Written By: Kate Maier

It was her approval I sought because this was the only period in my career where I actually believed in what I was doing. I had written some stories that made an impact, but obituaries were my favorite. We had our own morgue – a graveyard of rusted file cabinets overflowing with hand labeled manila folders bursting with yellowed clippings. On Wednesday afternoons, I would be assigned as many as three obits, and I would creep down to the morgue and try to figure out whether the person who died was a Poseyville Lester or a Round Swamp Lester,  and if their estranged children could not remember the date of their wedding anniversary I would dig up their spouse’s obituary in hopes of finding it. This, as with everything we did, was a matter of historical record, and I took it very seriously.

For a time our archives were maintained by an overweight and overwrought library science major named Alice. Alice was laid off unceremoniously when we received our first major pay cut, as the recession hit in 2008, and after that we didn’t have an archivist and nobody bothered to stuff the drawers with more stories.

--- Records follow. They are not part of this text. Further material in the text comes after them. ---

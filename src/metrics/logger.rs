//! Training loggers for translation training.
//!
//! Provides different logging backends for per-epoch training metrics.

use std::fs::File;
use std::io::{BufWriter, Write};
use std::path::Path;
use std::time::Instant;

/// Per-epoch training snapshot for logging.
#[derive(Debug, Clone)]
pub struct TrainingSnapshot {
    /// Completed epoch index (0-based).
    pub epoch: usize,
    /// Optimizer steps taken this epoch.
    pub batches: usize,
    /// Composite loss averaged over the epoch.
    pub total_loss: f32,
    /// Domain-A reconstruction loss (epoch mean).
    pub recon_loss_a: f32,
    /// Domain-B reconstruction loss (epoch mean).
    pub recon_loss_b: f32,
    /// Cycle-consistency loss, both directions summed (epoch mean).
    /// Zero when the cycle weight is zero.
    pub cycle_loss: f32,
    /// Learning rate used this epoch (after the schedule multiplier).
    pub learning_rate: f64,
}

impl TrainingSnapshot {
    /// Create a new training snapshot.
    pub fn new(epoch: usize, batches: usize, total_loss: f32) -> Self {
        Self {
            epoch,
            batches,
            total_loss,
            recon_loss_a: 0.0,
            recon_loss_b: 0.0,
            cycle_loss: 0.0,
            learning_rate: 0.0,
        }
    }

    /// Set the loss components.
    pub fn with_losses(mut self, recon_a: f32, recon_b: f32, cycle: f32) -> Self {
        self.recon_loss_a = recon_a;
        self.recon_loss_b = recon_b;
        self.cycle_loss = cycle;
        self
    }

    /// Set the learning rate.
    pub fn with_learning_rate(mut self, lr: f64) -> Self {
        self.learning_rate = lr;
        self
    }
}

/// Logger trait for different logging backends.
pub trait MetricsLogger: Send {
    /// Log a training snapshot.
    fn log(&mut self, snapshot: &TrainingSnapshot);

    /// Flush any buffered output.
    fn flush(&mut self);
}

/// Console logger with aligned columns.
pub struct ConsoleLogger {
    log_interval: usize,
    show_header: bool,
    start_time: Instant,
}

impl ConsoleLogger {
    /// Create a new console logger printing every `log_interval` epochs.
    pub fn new(log_interval: usize) -> Self {
        Self {
            log_interval: log_interval.max(1),
            show_header: true,
            start_time: Instant::now(),
        }
    }

    fn print_header(&self) {
        println!(
            "{:>7} {:>8} {:>10} {:>10} {:>10} {:>10} {:>10} {:>8}",
            "Epoch", "Batches", "Total", "ReconA", "ReconB", "Cycle", "LR", "Elapsed"
        );
        println!("{}", "-".repeat(80));
    }
}

impl MetricsLogger for ConsoleLogger {
    fn log(&mut self, snapshot: &TrainingSnapshot) {
        if snapshot.epoch % self.log_interval != 0 {
            return;
        }
        if self.show_header {
            self.print_header();
            self.show_header = false;
        }

        println!(
            "{:>7} {:>8} {:>10.5} {:>10.5} {:>10.5} {:>10.5} {:>10.2e} {:>7.1}s",
            snapshot.epoch,
            snapshot.batches,
            snapshot.total_loss,
            snapshot.recon_loss_a,
            snapshot.recon_loss_b,
            snapshot.cycle_loss,
            snapshot.learning_rate,
            self.start_time.elapsed().as_secs_f32()
        );
    }

    fn flush(&mut self) {
        // stdout is line-buffered, nothing to do
    }
}

/// CSV file logger for offline analysis.
pub struct CsvLogger {
    writer: BufWriter<File>,
}

impl CsvLogger {
    /// Create a new CSV logger writing to `path`.
    pub fn new(path: impl AsRef<Path>) -> std::io::Result<Self> {
        let file = File::create(path)?;
        let mut writer = BufWriter::new(file);
        writeln!(
            writer,
            "epoch,batches,total_loss,recon_loss_a,recon_loss_b,cycle_loss,learning_rate"
        )?;
        Ok(Self { writer })
    }
}

impl MetricsLogger for CsvLogger {
    fn log(&mut self, snapshot: &TrainingSnapshot) {
        let _ = writeln!(
            self.writer,
            "{},{},{:.6},{:.6},{:.6},{:.6},{:.8}",
            snapshot.epoch,
            snapshot.batches,
            snapshot.total_loss,
            snapshot.recon_loss_a,
            snapshot.recon_loss_b,
            snapshot.cycle_loss,
            snapshot.learning_rate
        );
    }

    fn flush(&mut self) {
        let _ = self.writer.flush();
    }
}

impl Drop for CsvLogger {
    fn drop(&mut self) {
        self.flush();
    }
}

/// Logger that discards everything. Useful in tests.
#[derive(Debug, Default)]
pub struct NullLogger;

impl MetricsLogger for NullLogger {
    fn log(&mut self, _snapshot: &TrainingSnapshot) {}
    fn flush(&mut self) {}
}

/// Multi-logger that writes to multiple backends.
pub struct MultiLogger {
    loggers: Vec<Box<dyn MetricsLogger>>,
}

impl MultiLogger {
    /// Create a new multi-logger.
    pub fn new() -> Self {
        Self {
            loggers: Vec::new(),
        }
    }

    /// Add a logger.
    pub fn add<L: MetricsLogger + 'static>(mut self, logger: L) -> Self {
        self.loggers.push(Box::new(logger));
        self
    }
}

impl Default for MultiLogger {
    fn default() -> Self {
        Self::new()
    }
}

impl MetricsLogger for MultiLogger {
    fn log(&mut self, snapshot: &TrainingSnapshot) {
        for logger in &mut self.loggers {
            logger.log(snapshot);
        }
    }

    fn flush(&mut self) {
        for logger in &mut self.loggers {
            logger.flush();
        }
    }
}

#[cfg(test)]
mod tests {
    use super::*;
    use tempfile::tempdir;

    #[test]
    fn test_training_snapshot_builders() {
        let snapshot = TrainingSnapshot::new(3, 20, 0.5)
            .with_losses(0.2, 0.25, 0.05)
            .with_learning_rate(1e-3);

        assert_eq!(snapshot.epoch, 3);
        assert_eq!(snapshot.batches, 20);
        assert!((snapshot.total_loss - 0.5).abs() < 1e-6);
        assert!((snapshot.cycle_loss - 0.05).abs() < 1e-6);
    }

    #[test]
    fn test_csv_logger_writes_rows() {
        let dir = tempdir().unwrap();
        let path = dir.path().join("train.csv");
        {
            let mut logger = CsvLogger::new(&path).unwrap();
            logger.log(&TrainingSnapshot::new(0, 10, 1.25));
            logger.log(&TrainingSnapshot::new(1, 10, 0.75));
        }
        let contents = std::fs::read_to_string(&path).unwrap();
        let lines: Vec<&str> = contents.lines().collect();
        assert_eq!(lines.len(), 3);
        assert!(lines[0].starts_with("epoch,"));
        assert!(lines[1].starts_with("0,10,1.25"));
    }

    #[test]
    fn test_multi_logger() {
        let mut multi = MultiLogger::new().add(NullLogger).add(ConsoleLogger::new(100));
        multi.log(&TrainingSnapshot::new(0, 1, 0.0));
        multi.flush();
    }
}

Occasionally someone would borrow a stack of files and then leave them on her desk, as if she might eventually return to file them in their rightful place. The light bulb burned out over her workspace, and no one bothered to replace it. Members of the production team burnt out, and no one bothered to replace them.

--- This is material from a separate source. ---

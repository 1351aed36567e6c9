//! Cross-domain translation model.

pub mod translation;

pub use translation::{TranslationModel, TranslationModelConfig};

We were doing twice the amount of work and being paid about half of what we had made the year before. The paper was thin, so we had to write short. We began the insanely depressing practice of betting on when we would all be told to pack up and go home. But somehow we survived, mostly due to side jobs, canned beans, or leaning on our significant others.

By the time I left the paper in February of 2011, I was back up to being paid for 32.5 hours per week. I never did make it back to 40, which I had when I started, and I never did get a raise. What I did get was a half decade’s worth of delightful and harrowing life experiences to base my first novel on.

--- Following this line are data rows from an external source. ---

//! SSO Demo CLI
//!
//! Command-line host for the SSO application registry: registers applications
//! from a manifest and prints the callback URLs a login broadcaster would call.

use anyhow::{Context, Result};
use clap::{Parser, Subcommand};
use sso_registry::RegistryConfig;
use std::path::{Path, PathBuf};

mod commands;
mod ui;

#[derive(Parser)]
#[command(name = "sso-demo")]
#[command(about = "SSO Demo CLI - register federation apps and list broadcast URLs", long_about = None)]
#[command(version)]
struct Cli {
    #[command(subcommand)]
    command: Commands,

    /// Enable verbose output
    #[arg(short, long, global = true)]
    verbose: bool,

    /// Registry configuration file (JSON)
    #[arg(long, global = true)]
    config: Option<PathBuf>,

    /// Accept the legacy `http://` and `https//` prefixes instead of the defaults
    #[arg(long, global = true, conflicts_with = "config")]
    legacy_schemes: bool,
}

#[derive(Subcommand)]
enum Commands {
    /// Validate one application and print its token
    Token {
        /// Application name
        #[arg(short, long)]
        name: String,

        /// Callback API URL
        #[arg(short, long)]
        api_url: String,
    },

    /// Register every application in a manifest and report the outcome
    Register {
        /// JSON array of `{"name": ..., "apiUrl": ...}` records
        #[arg(short, long)]
        manifest: PathBuf,
    },

    /// Register a manifest and print the broadcast URLs
    Broadcast {
        /// JSON array of `{"name": ..., "apiUrl": ...}` records
        #[arg(short, long)]
        manifest: PathBuf,

        /// Print the URLs as a JSON array
        #[arg(long)]
        json: bool,
    },
}

fn main() -> Result<()> {
    let cli = Cli::parse();

    // Initialize tracing
    if cli.verbose {
        tracing_subscriber::fmt()
            .with_env_filter("sso_demo_cli=debug,sso_registry=debug")
            .with_writer(std::io::stderr)
            .init();
    } else {
        tracing_subscriber::fmt()
            .with_env_filter("sso_demo_cli=info,sso_registry=warn")
            .with_writer(std::io::stderr)
            .init();
    }

    let config = load_config(cli.config.as_deref(), cli.legacy_schemes)?;
    tracing::debug!(?config, "registry configuration");

    // Dispatch commands
    match cli.command {
        Commands::Token { name, api_url } => {
            commands::token::run(config, name, api_url, cli.verbose)?;
        }
        Commands::Register { manifest } => {
            commands::register::run(config, &manifest, cli.verbose)?;
        }
        Commands::Broadcast { manifest, json } => {
            commands::broadcast::run(config, &manifest, json, cli.verbose)?;
        }
    }

    Ok(())
}

fn load_config(path: Option<&Path>, legacy_schemes: bool) -> Result<RegistryConfig> {
    if legacy_schemes {
        return Ok(RegistryConfig::legacy());
    }
    match path {
        Some(path) => {
            let raw = std::fs::read_to_string(path)
                .with_context(|| format!("Failed to read config {}", path.display()))?;
            RegistryConfig::from_json(&raw)
                .with_context(|| format!("Invalid config {}", path.display()))
        }
        None => Ok(RegistryConfig::default()),
    }
}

Robert Long had taught me how to write. He was a poet and ex-alcoholic who mercilessly hacked the flowery bits from my copy until I started to get it, and began to behave less like a writer and more like a news reporter. With no experience in the field, I was placed at a desk alongside his own. He was a senior editor at the time, and I  learned more about writing in the short months beside him than I did after 16 years of formal education. The desk was a roll top designed for a child. I am very tall, and was always banging my knees on the desk. But I was so proud to have it.

I was just working up the nerve to ask Robert to sign my copy of his book of poems, “Blue,” which is a quite sad and lovely collection, and I don’t like poetry. But then he came down with one of those swift and fierce cases of cancer, and he was dead within a month.  Asking an autograph of a dying man is something you just don’t do, so I will live with Robert’s memory and not his signature.

It was awfully hard watching Robert die. First of all, he had no real family to speak of, and as are most poets, he was really such a private person. Secondly, he clung to the paper until the very end, which approached rapidly. He would wheeze up the stairs and sit at his desk and stare into space. He was speaking and typing in gibberish.

We tried to act natural because we didn’t know how to behave. We wanted him to die with dignity. We weren’t delusional enough to think he might survive. We could see the cancer in the room, wrapping its cold hands around his body and forcing the wind right out of him, which it eventually did, less than six weeks after his diagnosis.